バスはタクシーの後をつけて、なんとかサンタ・マリア・デッラ・グラツィエ教会にたどり着きました。
そこはイタリア。予約時間は厳密なものではない(かもしれない)
しかし完全に遅刻です。教会にはたどり着きましたが、見ることはできないかもしれません。
ところがここでミラクルが起こりました。
『最後の晩餐』鑑賞には、雇用創世のためにイタリア人ガイドを必ずつける必要があるようですが、この公認イタリア人ガイドは、一日ずっとサンタ・マリア・デッラ・グラツィエ教会に待機しています。そして私たち日本人ツアーだけでなく、世界各国の観光客が来るのを、入れ替わり立ち代わり現地で案内するのが仕事でした。そのイタリア人ガイドの女性は、そこが職場なので、サンタ・マリア・デッラ・グラツィエ教会の「もぎりの係員」とも顔見知りの友達のようでした。
そのことがミラクルを起します。
本来なら遅刻で鑑賞予約キャンセルなのですが、イタリア人現地ガイドの顔で私たちは遅刻にもかかわらず中に入って『最後の晩餐』を見ることができたのです。
日本人アテンダントは責任を果たせて心からホッとしていました。いろいろあったけど目的の『最後の晩餐』は見ることができたので、先ほどまでの怒りは私は消えていました。
しかし今だ怒りが収まらないツアー仲間もいて「あのバスにはもう二度と乗りたくない。バスを変えてください」と女性客がアテンダントに詰め寄っていました。
土下座ツアコンは状況を悟り、会社に電話をして事情を説明しました。そして代わりのベンツバスがやってきました。私たちはフェラーリバスの横っ腹に収納された自分たちの荷物を引き出して、ベンツバスに積みなおしました。こうしてフェラーリバスはお役御免となったのでした。
サンタ・マリア・デッラ・グラツィエ教会を立ち去るとき、フェラーリバスの運転手はせいいっぱいの笑顔を振りまいて私たちを見送っていました。私たちは「バーカ」と罵声を浴びせました。

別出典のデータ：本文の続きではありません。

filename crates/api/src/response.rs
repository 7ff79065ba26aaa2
//! Shared response envelope types for API handlers.
//!
//! All API responses use a `{ "data": ... }` envelope. Use [`DataResponse`]
//! instead of ad-hoc `serde_json::json!({ "data": ... })` to get
//! compile-time type safety and consistent serialization.

use serde::Serialize;

/// Standard `{ "data": T }` response envelope.
#[derive(Debug, Serialize)]
pub struct DataResponse<T: Serialize> {
    pub data: T,
}
//! Repository for the `posts` table — the live content store.
//!
//! Every content mutation goes through here so the version ledger stays
//! consistent: create records version 1, update appends the next version,
//! and rollback overwrites the live row and appends a rollback entry, all
//! inside a single transaction per operation.

use penfolio_core::types::DbId;
use penfolio_core::versioning::{rollback_reason, DEFAULT_CHANGE_REASON, INITIAL_CHANGE_REASON};
use sqlx::PgPool;

use crate::models::post::{CreatePost, Post, UpdatePost};
use crate::models::post_version::PostVersion;
use crate::repositories::post_version_repo::PostVersionRepo;

/// Column list for posts queries.
const COLUMNS: &str = "id, slug, title_primary, title_secondary, content_primary, \
    content_secondary, excerpt_primary, excerpt_secondary, cover_image, is_published, \
    created_by, created_at, updated_at";

/// Provides CRUD and rollback operations for posts.
pub struct PostRepo;

impl PostRepo {
    /// Create a new post and record its first ledger entry in one transaction.
    pub async fn create(
        pool: &PgPool,
        input: &CreatePost,
        slug: &str,
        user_id: Option<DbId>,
    ) -> Result<Post, sqlx::Error> {
        let mut tx = pool.begin().await?;

        let query = format!(
            "INSERT INTO posts
                (slug, title_primary, title_secondary, content_primary, content_secondary,
                 excerpt_primary, excerpt_secondary, cover_image, is_published, created_by)
             VALUES ($1, $2, $3, $4, $5, $6, $7, $8, COALESCE($9, false), $10)
             RETURNING {COLUMNS}"
        );
        let post = sqlx::query_as::<_, Post>(&query)
            .bind(slug)
            .bind(&input.title_primary)
            .bind(&input.title_secondary)
            .bind(&input.content_primary)
            .bind(&input.content_secondary)
            .bind(&input.excerpt_primary)
            .bind(&input.excerpt_secondary)
            .bind(&input.cover_image)
            .bind(input.is_published)
            .bind(user_id)
            .fetch_one(&mut *tx)
            .await?;

        PostVersionRepo::create(
            &mut *tx,
            post.id,
            &input.snapshot(),
            Some(INITIAL_CHANGE_REASON),
            user_id,
        )
        .await?;

        tx.commit().await?;
        Ok(post)
    }

    /// Find a post by ID.
    pub async fn find_by_id(pool: &PgPool, id: DbId) -> Result<Option<Post>, sqlx::Error> {
        let query = format!("SELECT {COLUMNS} FROM posts WHERE id = $1");
        sqlx::query_as::<_, Post>(&query)
            .bind(id)
            .fetch_optional(pool)
            .await
    }

    /// Find a post by slug.
    pub async fn find_by_slug(pool: &PgPool, slug: &str) -> Result<Option<Post>, sqlx::Error> {
        let query = format!("SELECT {COLUMNS} FROM posts WHERE slug = $1");
        sqlx::query_as::<_, Post>(&query)
            .bind(slug)
            .fetch_optional(pool)
            .await
    }

    /// List posts with an optional publication filter, newest updates first.
    pub async fn list(
        pool: &PgPool,
        is_published: Option<bool>,
        limit: i64,
        offset: i64,
    ) -> Result<Vec<Post>, sqlx::Error> {
        let query = format!(
            "SELECT {COLUMNS} FROM posts
             WHERE ($1::BOOL IS NULL OR is_published = $1)
             ORDER BY updated_at DESC
             LIMIT $2 OFFSET $3"
        );
        sqlx::query_as::<_, Post>(&query)
            .bind(is_published)
            .bind(limit)
            .bind(offset)
            .fetch_all(pool)
            .await
    }

    /// Apply a partial update and, if any snapshot field changed, append a
    /// new ledger entry — both in one transaction.
    ///
    /// Returns `None` if no post with the given `id` exists.
    pub async fn update(
        pool: &PgPool,
        id: DbId,
        input: &UpdatePost,
        user_id: Option<DbId>,
    ) -> Result<Option<Post>, sqlx::Error> {
        let mut tx = pool.begin().await?;

        let query = format!(
            "UPDATE posts SET
                title_primary = COALESCE($2, title_primary),
                title_secondary = COALESCE($3, title_secondary),
                content_primary = COALESCE($4, content_primary),
                content_secondary = COALESCE($5, content_secondary),
                excerpt_primary = COALESCE($6, excerpt_primary),
                excerpt_secondary = COALESCE($7, excerpt_secondary),
                cover_image = COALESCE($8, cover_image),
                is_published = COALESCE($9, is_published),
                updated_at = NOW()
             WHERE id = $1
             RETURNING {COLUMNS}"
        );
        let post = sqlx::query_as::<_, Post>(&query)
            .bind(id)
            .bind(&input.title_primary)
            .bind(&input.title_secondary)
            .bind(&input.content_primary)
            .bind(&input.content_secondary)
            .bind(&input.excerpt_primary)
            .bind(&input.excerpt_secondary)
            .bind(&input.cover_image)
            .bind(input.is_published)
            .fetch_optional(&mut *tx)
            .await?;

        let Some(post) = post else {
            return Ok(None);
        };

        if input.touches_snapshot() {
            let reason = input
                .change_reason
                .as_deref()
                .unwrap_or(DEFAULT_CHANGE_REASON);
            PostVersionRepo::create(&mut *tx, post.id, &post.snapshot(), Some(reason), user_id)
                .await?;
        }

        tx.commit().await?;
        Ok(Some(post))
    }

    /// Delete a post. Ledger entries cascade. Returns `true` if a row was removed.
    pub async fn delete(pool: &PgPool, id: DbId) -> Result<bool, sqlx::Error> {
        let result = sqlx::query("DELETE FROM posts WHERE id = $1")
            .bind(id)
            .execute(pool)
            .await?;
        Ok(result.rows_affected() > 0)
    }

    /// Restore a prior snapshot as the live content and append a rollback
    /// entry to the ledger, as one transaction.
    ///
    /// The ledger is never rewound: the rollback entry carries the target's
    /// snapshot under the post's next sequential version number, with a
    /// change reason naming the restored version. Returns `None` if
    /// `version_id` does not exist or belongs to a different post.
    pub async fn rollback_to_version(
        pool: &PgPool,
        post_id: DbId,
        version_id: DbId,
        user_id: Option<DbId>,
    ) -> Result<Option<(Post, PostVersion)>, sqlx::Error> {
        let mut tx = pool.begin().await?;

        let query = format!("SELECT {VERSION_COLUMNS} FROM post_versions WHERE id = $1 AND post_id = $2");
        let target = sqlx::query_as::<_, PostVersion>(&query)
            .bind(version_id)
            .bind(post_id)
            .fetch_optional(&mut *tx)
            .await?;

        let Some(target) = target else {
            return Ok(None);
        };

        let snapshot = target.snapshot();
        let query = format!(
            "UPDATE posts SET
                title_primary = $2,
                title_secondary = $3,
                content_primary = $4,
                content_secondary = $5,
                excerpt_primary = $6,
                excerpt_secondary = $7,
                cover_image = $8,
                updated_at = NOW()
             WHERE id = $1
             RETURNING {COLUMNS}"
        );
        let post = sqlx::query_as::<_, Post>(&query)
            .bind(post_id)
            .bind(&snapshot.title_primary)
            .bind(&snapshot.title_secondary)
            .bind(&snapshot.content_primary)
            .bind(&snapshot.content_secondary)
            .bind(&snapshot.excerpt_primary)
            .bind(&snapshot.excerpt_secondary)
            .bind(&snapshot.cover_image)
            .fetch_one(&mut *tx)
            .await?;

        let reason = rollback_reason(target.version);
        let entry =
            PostVersionRepo::create(&mut *tx, post_id, &snapshot, Some(&reason), user_id).await?;

        tx.commit().await?;
        Ok(Some((post, entry)))
    }
}

/// Column list for post_versions rows fetched inside rollback.
const VERSION_COLUMNS: &str = "id, post_id, title_primary, title_secondary, content_primary, \
    content_secondary, excerpt_primary, excerpt_secondary, cover_image, change_reason, \
    version, created_by, created_at";
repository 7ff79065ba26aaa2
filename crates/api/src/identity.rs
//! Acting-user extractor for audit attribution.
//!
//! Authentication is handled upstream by the identity provider; by the time
//! a request reaches this server, the acting user id (if any) arrives in the
//! `x-user-id` header. The extractor never rejects: an absent or malformed
//! header yields `None`, and ledger entries record a null `created_by`.

use axum::extract::FromRequestParts;
use axum::http::request::Parts;
use penfolio_core::types::DbId;

use crate::error::AppError;
use crate::state::AppState;

/// The user on whose behalf a request acts, if the identity provider
/// supplied one.
///
/// ```ignore
/// async fn my_handler(actor: ActingUser) -> AppResult<Json<()>> {
///     tracing::info!(user_id = ?actor.user_id, "handling request");
///     Ok(Json(()))
/// }
/// ```
#[derive(Debug, Clone, Copy)]
pub struct ActingUser {
    /// The acting user's id, or `None` for unauthenticated contexts.
    pub user_id: Option<DbId>,
}

impl FromRequestParts<AppState> for ActingUser {
    type Rejection = AppError;

    async fn from_request_parts(
        parts: &mut Parts,
        _state: &AppState,
    ) -> Result<Self, Self::Rejection> {
        let user_id = parts
            .headers
            .get("x-user-id")
            .and_then(|v| v.to_str().ok())
            .and_then(|v| v.parse::<DbId>().ok());

        Ok(ActingUser { user_id })
    }
}
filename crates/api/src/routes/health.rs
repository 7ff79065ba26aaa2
use axum::{routing::get, Json, Router};
use serde::Serialize;

use crate::state::AppState;

#[derive(Serialize)]
struct HealthResponse {
    status: &'static str,
    version: &'static str,
}

async fn health_check() -> Json<HealthResponse> {
    Json(HealthResponse {
        status: "ok",
        version: env!("CARGO_PKG_VERSION"),
    })
}

pub fn router() -> Router<AppState> {
    Router::new().route("/health", get(health_check))
}
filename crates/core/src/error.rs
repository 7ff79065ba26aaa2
#[derive(Debug, thiserror::Error)]
pub enum CoreError {
    #[error("Not found: {0}")]
    NotFound(String),

    #[error("Validation failed: {0}")]
    Validation(String),

    #[error("Conflict: {0}")]
    Conflict(String),

    #[error("Internal error: {0}")]
    Internal(String),
}
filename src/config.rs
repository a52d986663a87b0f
use std::env;
use std::path::PathBuf;

use thiserror::Error;

/// Subject used when EMAIL_SUBJECT is not set.
pub const DEFAULT_SUBJECT: &str = "Referee Assignments";

/// Body used when EMAIL_BODY is not set.
pub const DEFAULT_BODY: &str = "Attached is the referee assignments image.";

#[derive(Error, Debug)]
pub enum ConfigError {
    #[error("Missing SMTP credentials.")]
    MissingCredentials,

    #[error("Invalid SMTP_PORT value: {0}")]
    InvalidPort(String),

    #[error("No recipients provided.")]
    NoRecipients,
}

/// How the connection to the relay is encrypted.
///
/// Port 465 conventionally means TLS from the first byte (implicit TLS);
/// everything else connects in plaintext and upgrades with STARTTLS before
/// authenticating.
#[derive(Debug, Clone, Copy, PartialEq, Eq)]
pub enum SmtpSecurity {
    StartTls,
    Ssl,
}

impl SmtpSecurity {
    pub fn for_port(port: u16) -> Self {
        if port == 465 {
            SmtpSecurity::Ssl
        } else {
            SmtpSecurity::StartTls
        }
    }
}

/// Everything the tool needs, read once from the environment.
#[derive(Debug, Clone)]
pub struct Config {
    pub smtp_host: String,
    pub smtp_port: u16,
    pub smtp_user: String,
    pub smtp_pass: String,
    pub recipients: Vec<String>,
    pub subject: String,
    pub body: String,
    pub attachment: Option<PathBuf>,
}

impl Config {
    pub fn from_env() -> Result<Self, ConfigError> {
        Self::from_lookup(|name| env::var(name).ok())
    }

    /// Builds the config from an arbitrary variable lookup. Credentials are
    /// validated before recipients; the attachment path is only recorded
    /// here, existence is checked when the message is constructed.
    fn from_lookup<F>(get: F) -> Result<Self, ConfigError>
    where
        F: Fn(&str) -> Option<String>,
    {
        let smtp_host = get("SMTP_HOST").unwrap_or_default();
        let port_raw = get("SMTP_PORT").unwrap_or_else(|| "0".to_string());
        let smtp_port: u16 = port_raw
            .trim()
            .parse()
            .map_err(|_| ConfigError::InvalidPort(port_raw.clone()))?;
        let smtp_user = get("SMTP_USER").unwrap_or_default();
        let smtp_pass = get("SMTP_PASS").unwrap_or_default();

        if smtp_host.is_empty() || smtp_port == 0 || smtp_user.is_empty() || smtp_pass.is_empty() {
            return Err(ConfigError::MissingCredentials);
        }

        let recipients = parse_recipients(&get("RECIPIENTS").unwrap_or_default());
        if recipients.is_empty() {
            return Err(ConfigError::NoRecipients);
        }

        let subject = get("EMAIL_SUBJECT").unwrap_or_else(|| DEFAULT_SUBJECT.to_string());
        let body = get("EMAIL_BODY").unwrap_or_else(|| DEFAULT_BODY.to_string());

        // An empty ATTACHMENT is the same as no attachment at all.
        let attachment = get("ATTACHMENT")
            .filter(|p| !p.is_empty())
            .map(PathBuf::from);

        Ok(Self {
            smtp_host,
            smtp_port,
            smtp_user,
            smtp_pass,
            recipients,
            subject,
            body,
            attachment,
        })
    }

    pub fn security(&self) -> SmtpSecurity {
        SmtpSecurity::for_port(self.smtp_port)
    }
}

/// Splits a comma-separated recipient list, trimming whitespace and dropping
/// blank entries. Order is preserved and duplicates are kept.
pub fn parse_recipients(raw: &str) -> Vec<String> {
    raw.split(',')
        .map(str::trim)
        .filter(|r| !r.is_empty())
        .map(String::from)
        .collect()
}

短い時間でしたが、これが私のフェラーリ(バス)体験です。
悪いのはフェラーリではなくバスの運転手なのですが……できればもうちょっとフェラーリに乗っていたかったと思ったのは私だけでしょうか。それもこれも最後の晩餐を見ることができたから言えることですが……
※結論
「完全予約制の最後の晩餐の観賞予定時間に遅刻してしまったらどうなるのか?」
本来であれば予約はキャンセルとなって見ることはできません。しかしそこはイタリアです。予約時間は厳密なものではなく、現地スタッフにお願いすれば、融通がきくかもしれません。遅刻とわかっても、ダメ元で行ってみることをオススメします。